Missachtungen solch formaler Vorgaben sind aber nicht das einzige Problem im Zusammenhang mit Anbietern von Balkonkraftwerken. „Bei stichprobenartigen technischen Prüfungen der Bundesnetzagentur versagten auch einige Modelle, die mit dem CE-Zeichen daherkommen und in Baumärkten verkauft wurden“, ergänzt Rüdiger Schwarz. Was den Verdacht nahelegt, dass einige Hersteller das Siegel ohne entsprechende Prüfung aufdrucken. Und das kann richtig gefährlich werden. Konkret geht es um Wechselrichter des Herstellers Deye, bei denen das Netz- und Anlagen-Schutzrelais fehlt. Diese Komponente ist aber unbedingt erforderlich. Denn sie sorgt dafür, dass die PV-Anlage bei Problemen mit dem Wechselrichter sicherheitshalber abgeschaltet wird und tatsächlich kein Strom mehr fließt. „Kommt es nicht zu dieser Notabschaltung, bleibt die Solarzelle aktiv und erzeugt bei Sonneneinstrahlung weiter elektrische Energie.

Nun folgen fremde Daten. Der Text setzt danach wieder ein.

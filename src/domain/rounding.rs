//! Explicit rounding direction for integer division.

/// Direction in which a division result is rounded.
///
/// Pools round in their own favour: amounts paid out round
/// [`Down`](Self::Down), amounts charged round [`Up`](Self::Up).
///
/// # Examples
///
/// ```
/// use hydra_adapters::domain::Rounding;
///
/// assert!(Rounding::Up.is_up());
/// assert!(Rounding::Down.is_down());
/// ```
#[derive(Debug, Clone, Copy, PartialEq, Eq, Hash)]
pub enum Rounding {
    /// Round towards positive infinity (ceiling).
    Up,
    /// Round towards zero (floor).
    Down,
}

impl Rounding {
    /// Returns `true` if this is [`Rounding::Up`].
    #[must_use]
    pub const fn is_up(&self) -> bool {
        matches!(self, Self::Up)
    }

    /// Returns `true` if this is [`Rounding::Down`].
    #[must_use]
    pub const fn is_down(&self) -> bool {
        matches!(self, Self::Down)
    }
}

#[cfg(test)]
mod tests {
    use super::*;

    #[test]
    fn predicates() {
        assert!(Rounding::Up.is_up());
        assert!(!Rounding::Up.is_down());
        assert!(Rounding::Down.is_down());
        assert!(!Rounding::Down.is_up());
    }
}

Gefährliche Stromschläge oder Brände lassen sich dann nicht mehr ausschließen“, fasst Rüdiger Schwarz das Urteil der Fachleute der BNetzA zusammen.
 
Unbedingt anmelden
Unabhängig von Hersteller und Leistung einer Balkon-PV-Anlage gilt eine gesetzliche Regelung: Wer ein solches Kleinkraftwerk betreibt, muss es im Marktstammdatenregister der BNetzA und beim zuständigen Netzbetreiber, in Gießen und der Region also bei der MIT.N, anmelden. „Zugegeben – das Verfahren ist relativ aufwendig, dient aber einem einzigen Zweck, der Sicherheit“, bringt es Rüdiger Schwarz auf den Punkt. Denn um ihr Netz stabil zu halten, müssen die Netzbetreiber wie die MIT.N wissen, wie viel Strom potenziell in den zahlreichen verschiedenen Solaranlagen entsteht. Ganz davon abgesehen informiert die MIT.N natürlich alle Personen, die eine Balkon-PV-Anlage mit offenbar schadhaftem Wechselrichter gekauft haben und betreiben. „Aber das können wir nur, wenn die Anlage angemeldet ist und wir folglich wissen, welche Komponenten darin verbaut sind“, ergänzt Rüdiger Schwarz. Die Meldung bei der MIT.N ist kinderleicht und schnell erledigt. Ein entsprechendes Formular steht unter www.mit-n.de/einspeisung zum Download bereit. Die Anmeldung einer Anlage bei der BNetzA funktioniert online: www.marktstammdatenregister.de
 
Ein paar Tipps
„Wir möchten nicht tatenlos zuschauen, wie ein paar schwarze Schafe eine grundsätzlich gute Technik in Verruf und Menschen in Gefahr bringen“, führt Rüdiger Schwarz weiter aus. Deshalb hat die MIT.N wichtige Kriterien für den Kauf von Balkon-PV-Anlagen zusammengestellt:


  • Online nur bei seriösen und bekannten Anbietern bestellen. Im Zweifel Informationen bei den Verbraucherzentralen einholen.
  • Prüfen, ob das Produkt mit dem CE-Zeichen versehen ist.
  • Prüfen, ob eine Adresse in der EU angegeben ist, unter der sich der Hersteller oder ein Partner erreichen lässt – auf dem Produkt, auf der Verpackung oder in einem Begleitdokument.
  • Auf Angaben zu AGB, Widerrufs- und Rückgabebelehrungen sowie eine deutschsprachige Bedienungsanleitung achten.
  • Prüfen, ob der Preis im Vergleich zu Konkurrenzprodukten plausibel ist.
  • Dem Händler Fragen zum Produkt stellen. Seriöse Verkäufer antworten schnell und gern.
  • Auf einen in Deutschland verwendbaren, zugelassenen Stecker achten.